Yoichi Sunagawa1,2,3, Taishi Terada1, Yukihiro Ishibashi1, Teruhisa Kawamura3, Tomohide Takaya2, Hiromichi Wada3, Yasufumi Katanasaka1, Masashi Komeda4, Toru Kita5, Akira Shimatsu3, Masatoshi Fujita2, Koji Hasegawa3, Tatsuya Morimoto1.

  1. School of Pharmaceutical Sciences, University of Shizuoka, Shizuoka, Japan.
  2. Graduate School of Medicine, Kyoto University, Kyoto, Japan.
  3. Kyoto Medical Center, National Hospital Organization, Kyoto, Japan.
  4. Department of Cardiovascular Surgery, Nagoya Heart Center, Aichi, Japan.
  5. Kobe City Medical Center General Hospital, Hyogo, Japan.

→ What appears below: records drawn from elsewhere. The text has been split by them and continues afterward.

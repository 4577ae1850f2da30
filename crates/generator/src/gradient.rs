use crate::alpha::Tone;
use crate::value::color_mix;
use log::debug;
use tintflex_core::scales::percentage_steps;
use tintflex_core::{ClassKey, ClassMap, Declaration, GradientRole, PrefixConfig, ThemeRegistry};

/// 生成某个渐变色标角色的颜色类
///
/// 输出顺序：
/// 1. 黑白透明度色标（`{role}-white/{o}`、`{role}-white-alpha-{o}`，黑色同理）
/// 2. 主题颜色色标 `{role}-{color}-{shade}` 及其透明度变体
/// 3. 唯一的收尾类 `{role}-from-to`，必须最后输出以保证层叠回退顺序
pub fn generate_gradient_classes(
    role: GradientRole,
    color_shades: &[u16],
    opacities: &[u8],
    themes: &ThemeRegistry,
    prefix: &PrefixConfig,
) -> ClassMap {
    let property = role.color_property();
    let mut map = ClassMap::new();

    for &opacity in opacities {
        for tone in Tone::ALL {
            let value = tone.rgba(opacity);
            for key in tone.class_keys(role.name(), opacity) {
                map.insert_one(key, Declaration::new(property.clone(), value.clone()));
            }
        }
    }

    for theme in themes.values() {
        for color in theme.color_names() {
            for shade in color_shades {
                let variable = prefix.var(&format!("{}-{}", color, shade));
                let base = format!("{}-{}-{}", role, color, shade);

                map.insert_one(
                    ClassKey::plain(base.clone()),
                    Declaration::new(property.clone(), variable.clone()),
                );

                for &opacity in opacities {
                    map.insert_one(
                        ClassKey::alpha(base.clone(), opacity),
                        Declaration::new(property.clone(), color_mix(&variable, opacity)),
                    );
                }
            }
        }
    }

    let terminal = ClassKey::plain(format!("{}-from-to", role));
    map.insert(
        terminal,
        vec![
            Declaration::new("--gradient-from", format!("var(--{}-from-color)", role)),
            Declaration::new(
                "--gradient-to",
                format!("var(--{role}-to-color, var(--{role}-from-color)00)"),
            ),
        ],
    );

    debug!("gradient {} classes: {}", role, map.len());
    map
}

/// 渐变位置工具类：`from-{i}%`、`via-{i}%`、`to-{i}%`，i = 0, 10, ..., 100
pub fn generate_percentage_utilities() -> ClassMap {
    let mut map = ClassMap::new();

    for step in percentage_steps() {
        for role in GradientRole::ALL {
            map.insert_one(
                ClassKey::percentage(role, step),
                Declaration::new(role.percentage_property(), format!("{}%", step)),
            );
        }
    }

    map
}
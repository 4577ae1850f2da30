use crate::value::surface_mix;
use log::debug;
use tintflex_core::{ClassKey, ClassMap, ColorProperty, PrefixConfig};

/// 按色阶生成引用 surface 变量的类
///
/// - `{stem}-{s}` → `var(--{prefix}surface-{s})`
/// - `{stem}-{s}/{o}` → `color-mix(in srgb, var(--{prefix}surface-{s}), {o/100}%, transparent)`
fn shade_classes(
    stem: &str,
    property: ColorProperty,
    shades: &[u16],
    opacities: &[u8],
    prefix: &PrefixConfig,
) -> ClassMap {
    let mut map = ClassMap::new();

    for shade in shades {
        let base = format!("{}-{}", stem, shade);
        let surface = prefix.var(&format!("surface-{}", shade));

        map.insert_one(ClassKey::plain(base.clone()), property.declaration(surface.clone()));

        for &opacity in opacities {
            map.insert_one(
                ClassKey::alpha(base.clone(), opacity),
                property.declaration(surface_mix(&surface, opacity)),
            );
        }
    }

    debug!("{} shade classes: {}", stem, map.len());
    map
}

/// `surface-{s}` 背景色类
pub fn generate_surface_classes(shades: &[u16], opacities: &[u8], prefix: &PrefixConfig) -> ClassMap {
    shade_classes("surface", ColorProperty::Background, shades, opacities, prefix)
}

/// `text-{s}` 文字颜色类，引用同一组 surface 变量
pub fn generate_text_classes(shades: &[u16], opacities: &[u8], prefix: &PrefixConfig) -> ClassMap {
    shade_classes("text", ColorProperty::Text, shades, opacities, prefix)
}

/// `border-{s}` 边框颜色类，引用同一组 surface 变量
pub fn generate_border_classes(shades: &[u16], opacities: &[u8], prefix: &PrefixConfig) -> ClassMap {
    shade_classes("border", ColorProperty::Border, shades, opacities, prefix)
}

#[cfg(test)]
mod tests {
    use super::*;
    use pretty_assertions::assert_eq;
    use tintflex_core::scales::{OPACITY_SCALE, SURFACE_SHADES};
    use tintflex_core::Declaration;

    #[test]
    fn test_surface_references_every_shade() {
        for css_variable in ["", "p-", "ui_"] {
            let prefix = PrefixConfig::new(css_variable);
            let map = generate_surface_classes(&SURFACE_SHADES, &OPACITY_SCALE, &prefix);

            for shade in SURFACE_SHADES {
                let decls = map.get(&ClassKey::plain(format!("surface-{}", shade))).unwrap();
                assert!(decls[0]
                    .value
                    .contains(&format!("--{}surface-{}", css_variable, shade)));
            }
        }
    }

    #[test]
    fn test_surface_entry_count() {
        let prefix = PrefixConfig::new("p-");
        let map = generate_surface_classes(&SURFACE_SHADES, &OPACITY_SCALE, &prefix);
        assert_eq!(map.len(), SURFACE_SHADES.len() * (1 + OPACITY_SCALE.len()));
    }

    #[test]
    fn test_surface_opacity_variant() {
        let prefix = PrefixConfig::new("p-");
        let map = generate_surface_classes(&[500], &[50], &prefix);

        assert_eq!(
            map.get(&ClassKey::alpha("surface-500", 50)).unwrap(),
            &[Declaration::new(
                "background-color",
                "color-mix(in srgb, var(--p-surface-500), 0.5%, transparent)"
            )]
        );
    }

    #[test]
    fn test_text_and_border_opacity_variants() {
        let prefix = PrefixConfig::new("ui_");
        let texts = generate_text_classes(&[950], &[20, 100], &prefix);
        let borders = generate_border_classes(&[0], &[90], &prefix);

        assert_eq!(
            texts.get_by_name("text-950/20").unwrap(),
            &[Declaration::new(
                "color",
                "color-mix(in srgb, var(--ui_surface-950), 0.2%, transparent)"
            )]
        );
        assert_eq!(
            texts.get_by_name("text-950/100").unwrap(),
            &[Declaration::new(
                "color",
                "color-mix(in srgb, var(--ui_surface-950), 1%, transparent)"
            )]
        );
        assert_eq!(
            borders.get_by_name("border-0/90").unwrap(),
            &[Declaration::new(
                "border-color",
                "color-mix(in srgb, var(--ui_surface-0), 0.9%, transparent)"
            )]
        );
    }

    #[test]
    fn test_text_and_border_share_surface_variable() {
        let prefix = PrefixConfig::new("p-");
        let texts = generate_text_classes(&[100], &[], &prefix);
        let borders = generate_border_classes(&[100], &[], &prefix);

        assert_eq!(
            texts.get_by_name("text-100").unwrap(),
            &[Declaration::new("color", "var(--p-surface-100)")]
        );
        assert_eq!(
            borders.get_by_name("border-100").unwrap(),
            &[Declaration::new("border-color", "var(--p-surface-100)")]
        );
    }
}
use crate::colored::ColoredClasses;
use tintflex_core::{ClassKey, ClassMap, ColorProperty, Declaration, PrefixConfig};

/// 主题语义色类（primary、surface-card 等）
///
/// `bg-primary` 与 `bg-primary-reverse` 同时出现在 text 与 background 表中：
/// 背景色与前景色成对设置。
pub fn generate_misc_classes(prefix: &PrefixConfig) -> ColoredClasses {
    let var = |name: &str| prefix.var(name);

    let text = [
        ("text-primary", var("primary-color")),
        ("text-white", "#ffffff".to_string()),
        ("text-color", var("text-color")),
        ("text-color-secondary", var("text-color-secondary")),
        ("bg-primary", var("primary-color-text")),
        ("bg-primary-reverse", var("primary-color")),
    ];

    let background = [
        ("bg-white", "#ffffff".to_string()),
        ("bg-primary", var("primary-color")),
        ("bg-primary-reverse", var("primary-color-text")),
        ("surface-ground", var("surface-ground")),
        ("surface-section", var("surface-section")),
        ("surface-card", var("surface-card")),
        ("surface-overlay", var("surface-overlay")),
        ("surface-hover", var("surface-hover")),
    ];

    let border = [
        ("border-primary", var("primary-color")),
        ("border-white", "#ffffff".to_string()),
        ("surface-border", var("surface-border")),
    ];

    let mut misc = ColoredClasses::new();
    fill(misc.get_mut(ColorProperty::Text), ColorProperty::Text, text);
    fill(misc.get_mut(ColorProperty::Background), ColorProperty::Background, background);
    fill(misc.get_mut(ColorProperty::Border), ColorProperty::Border, border);
    misc
}

fn fill<const N: usize>(map: &mut ClassMap, property: ColorProperty, entries: [(&str, String); N]) {
    for (name, value) in entries {
        map.insert_one(ClassKey::plain(name), property.declaration(value));
    }
}

/// `bg-none`：清除背景图
pub fn generate_background_image_reset() -> ClassMap {
    let mut map = ClassMap::new();
    map.insert_one(
        ClassKey::plain("bg-none"),
        Declaration::new("background-image", "none"),
    );
    map
}

/// `bg-transparent` 与 `border-transparent`
pub fn generate_transparent_classes() -> ColoredClasses {
    let mut classes = ColoredClasses::new();
    for property in [ColorProperty::Background, ColorProperty::Border] {
        classes.get_mut(property).insert_one(
            ClassKey::plain(format!("{}-transparent", property.stem())),
            property.declaration("transparent"),
        );
    }
    classes
}
pub mod emit;
pub mod escape;
pub mod ir;
pub mod style_class;
pub mod tree;

// Re-export main functions
pub use emit::{emit_css, emit_css_minified};
pub use escape::escape_class_name;
pub use ir::{
    create_class_rule, create_media_rule, create_qualified_rule, create_swc_declaration,
    rule_class_name, rule_declarations,
};
pub use style_class::{emit_class_map, insert_rules, EmitFlags};
pub use tree::StyleTree;

// Re-export SWC CSS types
pub use swc_css_ast::{Rule, Stylesheet};
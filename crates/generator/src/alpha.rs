use crate::colored::ColoredClasses;
use log::debug;
use tintflex_core::scales::alpha_fraction;
use tintflex_core::{ClassKey, ColorProperty};

/// 固定的黑白色调
#[derive(Debug, Clone, Copy, PartialEq, Eq)]
pub enum Tone {
    White,
    Black,
}

impl Tone {
    pub const ALL: [Tone; 2] = [Tone::White, Tone::Black];

    pub fn name(self) -> &'static str {
        match self {
            Tone::White => "white",
            Tone::Black => "black",
        }
    }

    /// `rgba(255,255,255,0.5)` / `rgba(0,0,0,0.5)`
    pub fn rgba(self, opacity: u8) -> String {
        let channel = match self {
            Tone::White => "255,255,255",
            Tone::Black => "0,0,0",
        };
        format!("rgba({},{})", channel, alpha_fraction(opacity))
    }

    /// 同一透明度的两种类名写法：`{base}/{o}` 与 `{base}-alpha-{o}`
    pub fn class_keys(self, stem: &str, opacity: u8) -> [ClassKey; 2] {
        let base = format!("{}-{}", stem, self.name());
        let alpha = ClassKey::plain(format!("{}-alpha-{}", base, opacity));
        [ClassKey::alpha(base, opacity), alpha]
    }
}

/// 黑白透明度类
#[derive(Debug, Clone, Default, PartialEq, Eq)]
pub struct WhiteBlackClasses {
    pub white: ColoredClasses,
    pub black: ColoredClasses,
}

impl WhiteBlackClasses {
    pub fn get(&self, tone: Tone) -> &ColoredClasses {
        match tone {
            Tone::White => &self.white,
            Tone::Black => &self.black,
        }
    }

    fn get_mut(&mut self, tone: Tone) -> &mut ColoredClasses {
        match tone {
            Tone::White => &mut self.white,
            Tone::Black => &mut self.black,
        }
    }

    pub fn len(&self) -> usize {
        self.white.len() + self.black.len()
    }

    pub fn is_empty(&self) -> bool {
        self.len() == 0
    }
}

/// 生成 `text-white/{o}`、`text-white-alpha-{o}` 等黑白透明度类
///
/// 两种写法解析为完全相同的 rgba 值，可以互换使用。
pub fn generate_white_black_opacity_classes(opacities: &[u8]) -> WhiteBlackClasses {
    let mut classes = WhiteBlackClasses::default();

    for &opacity in opacities {
        for tone in Tone::ALL {
            let value = tone.rgba(opacity);

            for property in ColorProperty::ALL {
                let map = classes.get_mut(tone).get_mut(property);
                for key in tone.class_keys(property.stem(), opacity) {
                    map.insert_one(key, property.declaration(value.clone()));
                }
            }
        }
    }

    debug!("white/black opacity classes: {}", classes.len());
    classes
}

The 6th China-Japan Cardiovascular Forum (Beijing, China), 2010/10/16 (Poster).

Abstract

Purpose: Signals activated by increased hemodynamic overload to the heart finally reach nuclei of cardiac myocytes, change patterns of gene expression and cause their maladaptive hypertrophy. Nuclear acetylation controlled by histone deacetylases and an intrinsic histone acetyltransferase (HAT), p300, is a critical event during this process. Recently we found that a natural compound curcumin inhibited hypertrophic response in cultured cardiomyocytes and prevented the deterioration of systolic function in two different heart failure models in vivo: one model was hypertensive heart disease in salt-sensitive Dahl rats, and the other model was myocardial infarction in rats. However, the precise mechanism of curcumin to inhibit p300 function is still unclear. The goal of this study was to clarify how curcumin repress the p300 function in cardiomyocytes.

Methods: 1) Primary cardiac myocytes from neonatal rats were transfected with pANF-luc, pbMHC-luc, or p300 expression vector and incubated with curcumin (10 mM) or DMSO for 48 h. 2) Cardiac myocytes were stimulated with saline or 30 mM of PE, in the presence of curcumin or DMSO for 48 h. Protein extracts from these cells were transfected with p300 expression vector, or HAT mutant p300 wich loses its HAT activity but retains the ability to interact with transcription factors, and incubated with an HDAC inhibitor, TSA, curcumin or DMSO for 48 h. These cells were subjected to immunocytochemistry and surface area was measured.

Results: 1) Treatment with curcumin significantly inhibited the p300-induced increase in cell size and activities of the ANF and b-MHC promoters. 2) Curcumin repressed the PE-induced increase in both acetylated form of GATA4 and the binding of GATA4 with p300. 3) Treatment with TSA and transfection of an expression vector encoding HAT mutant p300 induced significant increase in cell size. However, the increased by TSA or HAT mutant p300 was smaller than that caused by intact p300. Curcumin inhibited both TSA- and HAT mutant p300-induced hypertrophy as well as intact p300-induced hypertrophy.

Conclusions: Curcumin can inhibit both HAT activity and scaffold function of p300 in cultured cardiomyocytes.